● Task details:
Produce an exact copy of all the records.

● Data for review:
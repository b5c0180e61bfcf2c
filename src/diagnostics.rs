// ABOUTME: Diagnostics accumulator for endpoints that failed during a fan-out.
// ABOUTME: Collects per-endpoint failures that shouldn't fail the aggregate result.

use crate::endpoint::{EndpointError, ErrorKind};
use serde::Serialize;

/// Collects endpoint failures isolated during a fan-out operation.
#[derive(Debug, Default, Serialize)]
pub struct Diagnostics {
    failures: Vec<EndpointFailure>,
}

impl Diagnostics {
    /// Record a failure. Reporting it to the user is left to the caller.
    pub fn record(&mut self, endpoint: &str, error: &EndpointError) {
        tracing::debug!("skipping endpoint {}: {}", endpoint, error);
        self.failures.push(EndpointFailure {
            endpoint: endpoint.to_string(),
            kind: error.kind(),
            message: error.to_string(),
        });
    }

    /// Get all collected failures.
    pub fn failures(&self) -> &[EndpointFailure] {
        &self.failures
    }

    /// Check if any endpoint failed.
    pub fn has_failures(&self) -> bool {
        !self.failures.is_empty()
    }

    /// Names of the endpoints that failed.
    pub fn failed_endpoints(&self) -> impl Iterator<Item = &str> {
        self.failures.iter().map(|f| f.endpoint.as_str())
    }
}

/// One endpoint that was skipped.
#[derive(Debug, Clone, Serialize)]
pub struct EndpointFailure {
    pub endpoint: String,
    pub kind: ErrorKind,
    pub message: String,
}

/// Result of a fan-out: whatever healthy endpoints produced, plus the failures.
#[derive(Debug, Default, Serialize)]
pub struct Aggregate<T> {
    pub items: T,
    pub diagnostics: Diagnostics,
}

● Answer:
repository b5c0180e61bfcf2c
filename src/diagnostics.rs
// ABOUTME: Diagnostics accumulator for endpoints that failed during a fan-out.
// ABOUTME: Collects per-endpoint failures that shouldn't fail the aggregate result.

use crate::endpoint::{EndpointError, ErrorKind};
use serde::Serialize;

/// Collects endpoint failures isolated during a fan-out operation.
#[derive(Debug, Default, Serialize)]
pub struct Diagnostics {
    failures: Vec<EndpointFailure>,
}

impl Diagnostics {
    /// Record a failure. Reporting it to the user is left to the caller.
    pub fn record(&mut self, endpoint: &str, error: &EndpointError) {
        tracing::debug!("skipping endpoint {}: {}", endpoint, error);
        self.failures.push(EndpointFailure {
            endpoint: endpoint.to_string(),
            kind: error.kind(),
            message: error.to_string(),
        });
    }

    /// Get all collected failures.
    pub fn failures(&self) -> &[EndpointFailure] {
        &self.failures
    }

    /// Check if any endpoint failed.
    pub fn has_failures(&self) -> bool {
        !self.failures.is_empty()
    }

    /// Names of the endpoints that failed.
    pub fn failed_endpoints(&self) -> impl Iterator<Item = &str> {
        self.failures.iter().map(|f| f.endpoint.as_str())
    }
}

/// One endpoint that was skipped.
#[derive(Debug, Clone, Serialize)]
pub struct EndpointFailure {
    pub endpoint: String,
    pub kind: ErrorKind,
    pub message: String,
}

/// Result of a fan-out: whatever healthy endpoints produced, plus the failures.
#[derive(Debug, Default, Serialize)]
pub struct Aggregate<T> {
    pub items: T,
    pub diagnostics: Diagnostics,
}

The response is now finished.